The use of synthetic drugs has increased dramatically over the past four years. In 2010, more than 11,000 people, many of whom were younger than 17, went to the emergency room after using synthetic marijuana. Since then, thousands more have been harmed by synthetic drugs. In 2014, one health department reported a 220% increase in emergency room visits due to the ingestion of synthetic marijuana. Over this same period, enforcement agencies confirmed more than 130 instances of branded gas stations having sold synthetic drugs.

In a letter co-sponsored by the Illinois and Florida attorneys general, and joined by 42 other attorneys general, Attorney General Hood expressed concern over the problem of gas stations and convenience stores operating under brand names of reputable oil companies and selling illegal and extremely dangerous synthetic drugs.

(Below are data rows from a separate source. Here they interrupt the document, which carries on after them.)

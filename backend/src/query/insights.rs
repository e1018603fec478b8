//! Dataset-wide headline numbers, computed in a single pass.

use super::{Groups, SalarySums};
use crate::models::{KeyInsights, Table};

/// Headline summary of the whole table.
///
/// On an empty table every name is `None` and every number zero.
pub fn key_insights(table: &Table) -> KeyInsights {
    let mut domains: Groups<'_, SalarySums> = Groups::new();
    let mut companies: Groups<'_, usize> = Groups::new();
    let mut locations: Groups<'_, usize> = Groups::new();
    let mut overall = SalarySums::default();

    for listing in table {
        domains.entry(&listing.job_title).add(listing);
        *companies.entry(&listing.company) += 1;
        *locations.entry(&listing.location) += 1;
        overall.add(listing);
    }

    let top_paying_domain = first_max_by(domains.iter(), |sums| sums.mean_avg().unwrap_or(0.0));
    let top_hiring_domain = first_max_by(domains.iter(), |sums| sums.count as f64);
    let top_hiring_company = first_max_by(companies.iter(), |count| *count as f64);
    let top_location = first_max_by(locations.iter(), |count| *count as f64);

    KeyInsights {
        top_paying_domain,
        top_hiring_domain,
        top_hiring_company,
        top_location,
        avg_internship_salary: overall.mean_avg().unwrap_or(0.0),
        total_companies: companies.len(),
        total_domains: domains.len(),
        total_listings: table.len(),
    }
}

/// Key with the largest score; the earliest wins ties.
fn first_max_by<'g, 'a: 'g, T: 'g>(
    groups: impl Iterator<Item = &'g (&'a str, T)>,
    score: impl Fn(&T) -> f64,
) -> Option<String> {
    let mut best: Option<(&str, f64)> = None;
    for (key, value) in groups {
        let s = score(value);
        if best.map_or(true, |(_, top)| s > top) {
            best = Some((*key, s));
        }
    }
    best.map(|(key, _)| key.to_string())
}
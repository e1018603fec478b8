//! CSV reading with encoding and delimiter auto-detection.
//!
//! Produces headers plus string rows. No listings-specific logic here;
//! column mapping and cleaning happen in [`crate::loader`].

use std::path::Path;

use crate::error::{CsvError, CsvResult};

/// Separators tried by [`detect_delimiter`], in priority order on ties.
const SEPARATORS: [char; 4] = [',', ';', '\t', '|'];

const UTF8_BOM: &[u8] = b"\xEF\xBB\xBF";

/// Result of parsing with metadata
#[derive(Debug, Clone)]
pub struct ParseResult {
    /// Column headers
    pub headers: Vec<String>,
    /// Data rows, each padded or truncated to `headers.len()`
    pub rows: Vec<Vec<String>>,
    /// Detected or used encoding
    pub encoding: String,
    /// Detected or used delimiter
    pub delimiter: char,
}

impl ParseResult {
    /// Index of a column by exact header name.
    pub fn column(&self, name: &str) -> Option<usize> {
        self.headers.iter().position(|h| h == name)
    }
}

/// Detect the encoding of raw bytes using chardet
pub fn detect_encoding(bytes: &[u8]) -> String {
    let result = chardet::detect(bytes);
    let charset = result.0;

    match charset.to_lowercase().as_str() {
        "" | "ascii" | "utf-8" | "utf8" | "utf-8-sig" => "utf-8".to_string(),
        "iso-8859-1" | "iso-8859-15" | "latin-1" | "latin1" => "iso-8859-1".to_string(),
        "windows-1252" | "cp1252" => "windows-1252".to_string(),
        _ => charset,
    }
}

/// Decode bytes to a string using the given encoding label.
///
/// Never fails: undecodable sequences become U+FFFD and unknown labels
/// fall back to UTF-8. A leading BOM is stripped.
pub fn decode_content(bytes: &[u8], encoding: &str) -> String {
    let codec = match encoding.to_lowercase().as_str() {
        "utf-8" | "utf8" | "ascii" => encoding_rs::UTF_8,
        "iso-8859-1" | "latin-1" | "latin1" => encoding_rs::ISO_8859_15,
        "windows-1252" | "cp1252" => encoding_rs::WINDOWS_1252,
        other => encoding_rs::Encoding::for_label(other.as_bytes()).unwrap_or(encoding_rs::UTF_8),
    };
    codec.decode(bytes).0.into_owned()
}

/// Detect the delimiter by counting occurrences in the first line.
///
/// Defaults to `,` when the first line has no candidate separator.
pub fn detect_delimiter(content: &str) -> char {
    let first_line = content.lines().next().unwrap_or("");

    let mut best_sep = ',';
    let mut best_count = 0;

    for &sep in &SEPARATORS {
        let count = first_line.matches(sep).count();
        if count > best_count {
            best_count = count;
            best_sep = sep;
        }
    }

    best_sep
}

/// Parse CSV text with an explicit delimiter.
///
/// Quoted fields may contain the delimiter. Blank lines are skipped, but a
/// row of bare delimiters (`,,,,,`) is kept as empty fields. Short rows are
/// padded with empty strings and extra trailing fields dropped.
pub fn parse_str(content: &str, delimiter: char, encoding: String) -> CsvResult<ParseResult> {
    if content.trim().is_empty() {
        return Err(CsvError::EmptyFile);
    }

    let delimiter_byte = u8::try_from(delimiter)
        .ok()
        .filter(u8::is_ascii)
        .ok_or(CsvError::UnsupportedDelimiter(delimiter))?;

    let mut reader = csv::ReaderBuilder::new()
        .delimiter(delimiter_byte)
        .flexible(true)
        .from_reader(content.as_bytes());

    let headers: Vec<String> = reader
        .headers()
        .map_err(|e| parse_error(&e, 1))?
        .iter()
        .map(|h| h.trim().to_string())
        .collect();

    if headers.iter().all(|h| h.is_empty()) {
        return Err(CsvError::NoHeaders);
    }

    let mut rows = Vec::new();

    for (idx, result) in reader.records().enumerate() {
        // +1 for 0-index, +1 for header
        let record = result.map_err(|e| parse_error(&e, idx + 2))?;

        if record.len() <= 1 && record.iter().all(|field| field.trim().is_empty()) {
            continue;
        }

        let mut row: Vec<String> = record.iter().map(str::to_string).collect();
        row.resize(headers.len(), String::new());
        rows.push(row);
    }

    Ok(ParseResult {
        headers,
        rows,
        encoding,
        delimiter,
    })
}

/// Parse CSV bytes with auto-detection of encoding and delimiter.
///
/// Valid UTF-8 (with or without BOM) is taken as-is; chardet only sees
/// bytes that are not UTF-8.
pub fn parse_bytes_auto(bytes: &[u8]) -> CsvResult<ParseResult> {
    let bytes = bytes.strip_prefix(UTF8_BOM).unwrap_or(bytes);

    let (content, encoding) = match std::str::from_utf8(bytes) {
        Ok(text) => (text.to_string(), "utf-8".to_string()),
        Err(_) => {
            let encoding = detect_encoding(bytes);
            (decode_content(bytes, &encoding), encoding)
        }
    };
    let delimiter = detect_delimiter(&content);

    parse_str(&content, delimiter, encoding)
}

/// Parse CSV file with auto-detection of encoding and delimiter.
///
/// # Example
/// ```ignore
/// let result = parse_csv_file_auto("data/CleanedData.csv")?;
/// println!("Encoding: {}, Delimiter: '{}'", result.encoding, result.delimiter);
/// println!("Rows: {}", result.rows.len());
/// ```
pub fn parse_csv_file_auto<P: AsRef<Path>>(path: P) -> CsvResult<ParseResult> {
    let bytes = std::fs::read(path.as_ref())?;
    parse_bytes_auto(&bytes)
}

fn parse_error(err: &csv::Error, fallback_line: usize) -> CsvError {
    let line = err
        .position()
        .map(|p| p.line() as usize)
        .unwrap_or(fallback_line);
    CsvError::ParseError {
        line,
        message: err.to_string(),
    }
}
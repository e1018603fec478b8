//! Error types for the DataDash backend.
//!
//! - [`CsvError`] - CSV decoding and parsing errors
//! - [`LoadError`] - Dataset loading errors (degrade to an empty table)
//! - [`QueryError`] - Query parameter errors, mapped to HTTP status codes
//! - [`ConfigError`] - Environment configuration errors
//! - [`ServerError`] - Top-level server startup errors
//!
//! Error conversion is automatic via `From` implementations,
//! allowing `?` to work across error boundaries.

use axum::http::StatusCode;
use thiserror::Error;

// =============================================================================
// CSV Parsing Errors
// =============================================================================

/// Errors during CSV parsing.
#[derive(Debug, Error)]
pub enum CsvError {
    /// Failed to read file.
    #[error("Failed to read file: {0}")]
    IoError(#[from] std::io::Error),

    /// Invalid CSV format.
    #[error("Line {line}: {message}")]
    ParseError { line: usize, message: String },

    /// Delimiter cannot be used by the CSV reader.
    #[error("Unsupported delimiter '{0}'")]
    UnsupportedDelimiter(char),

    /// Empty file.
    #[error("CSV file is empty")]
    EmptyFile,

    /// No headers found.
    #[error("No headers found in CSV")]
    NoHeaders,
}

// =============================================================================
// Loading Errors
// =============================================================================

/// Errors while turning a CSV file into a listings table.
#[derive(Debug, Error)]
pub enum LoadError {
    /// CSV parsing error.
    #[error("CSV error: {0}")]
    Csv(#[from] CsvError),

    /// A column the listings table cannot be built without.
    #[error("Missing required column: {0}")]
    MissingColumn(String),
}

// =============================================================================
// Query Errors
// =============================================================================

/// Errors returned by the query layer.
#[derive(Debug, Error, PartialEq)]
pub enum QueryError {
    /// A required parameter was absent or empty.
    #[error("{0}")]
    MissingParameter(String),

    /// A parameter could not be parsed.
    #[error("Invalid value for '{name}': '{value}' is not a number")]
    InvalidParameter { name: String, value: String },

    /// The query string itself could not be decoded.
    #[error("Invalid query string: {0}")]
    MalformedQuery(String),

    /// Anything else.
    #[error("Unexpected error: {0}")]
    Unexpected(String),
}

impl QueryError {
    /// HTTP status this error is reported with.
    pub fn status_code(&self) -> StatusCode {
        match self {
            QueryError::MissingParameter(_)
            | QueryError::InvalidParameter { .. }
            | QueryError::MalformedQuery(_) => StatusCode::BAD_REQUEST,
            QueryError::Unexpected(_) => StatusCode::INTERNAL_SERVER_ERROR,
        }
    }
}

// =============================================================================
// Configuration Errors
// =============================================================================

/// Errors reading configuration from the environment.
#[derive(Debug, Error, PartialEq)]
pub enum ConfigError {
    /// PORT is set but not a valid port number.
    #[error("Invalid PORT value '{0}'")]
    InvalidPort(String),
}

// =============================================================================
// Server Errors
// =============================================================================

/// HTTP server errors.
#[derive(Debug, Error)]
pub enum ServerError {
    /// Configuration error.
    #[error("Configuration error: {0}")]
    Config(#[from] ConfigError),

    /// Binding or serving failed.
    #[error("Server IO error: {0}")]
    Io(#[from] std::io::Error),
}

// =============================================================================
// Result Type Aliases
// =============================================================================

/// Result type for CSV operations.
pub type CsvResult<T> = Result<T, CsvError>;

/// Result type for loading operations.
pub type LoadResult<T> = Result<T, LoadError>;

/// Result type for query operations.
pub type QueryResult<T> = Result<T, QueryError>;

/// Result type for configuration.
pub type ConfigResult<T> = Result<T, ConfigError>;

/// Result type for server operations.
pub type ServerResult<T> = Result<T, ServerError>;

#[cfg(test)]
mod tests {
    use super::*;

    #[test]
    fn test_error_conversion_chain() {
        let csv_err = CsvError::EmptyFile;
        let load_err: LoadError = csv_err.into();
        assert!(load_err.to_string().contains("empty"));

        let config_err = ConfigError::InvalidPort("abc".into());
        let server_err: ServerError = config_err.into();
        assert!(server_err.to_string().contains("abc"));
    }

    #[test]
    fn test_query_error_status() {
        let missing = QueryError::MissingParameter("Both domains are required for comparison".into());
        assert_eq!(missing.status_code(), StatusCode::BAD_REQUEST);
        assert_eq!(missing.to_string(), "Both domains are required for comparison");

        let invalid = QueryError::InvalidParameter {
            name: "min_salary".into(),
            value: "lots".into(),
        };
        assert_eq!(invalid.status_code(), StatusCode::BAD_REQUEST);
        let msg = invalid.to_string();
        assert!(msg.contains("min_salary"));
        assert!(msg.contains("lots"));

        let malformed = QueryError::MalformedQuery("bad escape".into());
        assert_eq!(malformed.status_code(), StatusCode::BAD_REQUEST);

        let unexpected = QueryError::Unexpected("boom".into());
        assert_eq!(unexpected.status_code(), StatusCode::INTERNAL_SERVER_ERROR);
    }
}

“Many of these well-known retail locations give the appearance of safety and legitimacy to dangerous synthetic products,” said Attorney General Hood. “Enforcing stronger policies against the sale of synthetic drugs in retail locations can protect the brand reputations of these oil companies while also protecting our youth.”

The attorneys general request the following actions be considered by these oil companies to address this growing problem:

Prohibit franchisees from selling any synthetic drugs;
Ensure this prohibition is understood by store franchisees and their employees by communicating directly with each of them;
Establish a point of contact in corporate offices for franchisees, should they have any questions about synthetic drugs;
Revoke franchisee/franchisor relationship with any gas station or convenience store that sells any kind of synthetic drugs; and
Report to local law enforcement authorities if any franchisee is selling synthetic drugs.
The following oil companies addressed in this letter are: British Petroleum, Chevron Corporation, Citgo Petroleum Corporation, Exxon Mobil Corporation, Marathon Petroleum Corporation, Phillips 66, Shell Oil Company, Sunoco, and Valero Energy Corporation.

The other state and territorial attorneys general offices that signed today’s letter are: Alabama, Arizona, Colorado, Connecticut, Delaware, District of Columbia, Florida, Georgia, Hawaii, Idaho, Illinois, Indiana, Iowa, Kansas, Kentucky, Louisiana, Maine, Maryland, Massachusetts, Michigan, Minnesota, Missouri, Montana, Nebraska, Nevada, New Hampshire, New Mexico, North Carolina, North Dakota, Northern Mariana Islands, Oregon, Pennsylvania, Puerto Rico, Rhode Island, South Carolina, South Dakota, Utah, Vermont, Virginia, Washington, West Virginia, and Wisconsin.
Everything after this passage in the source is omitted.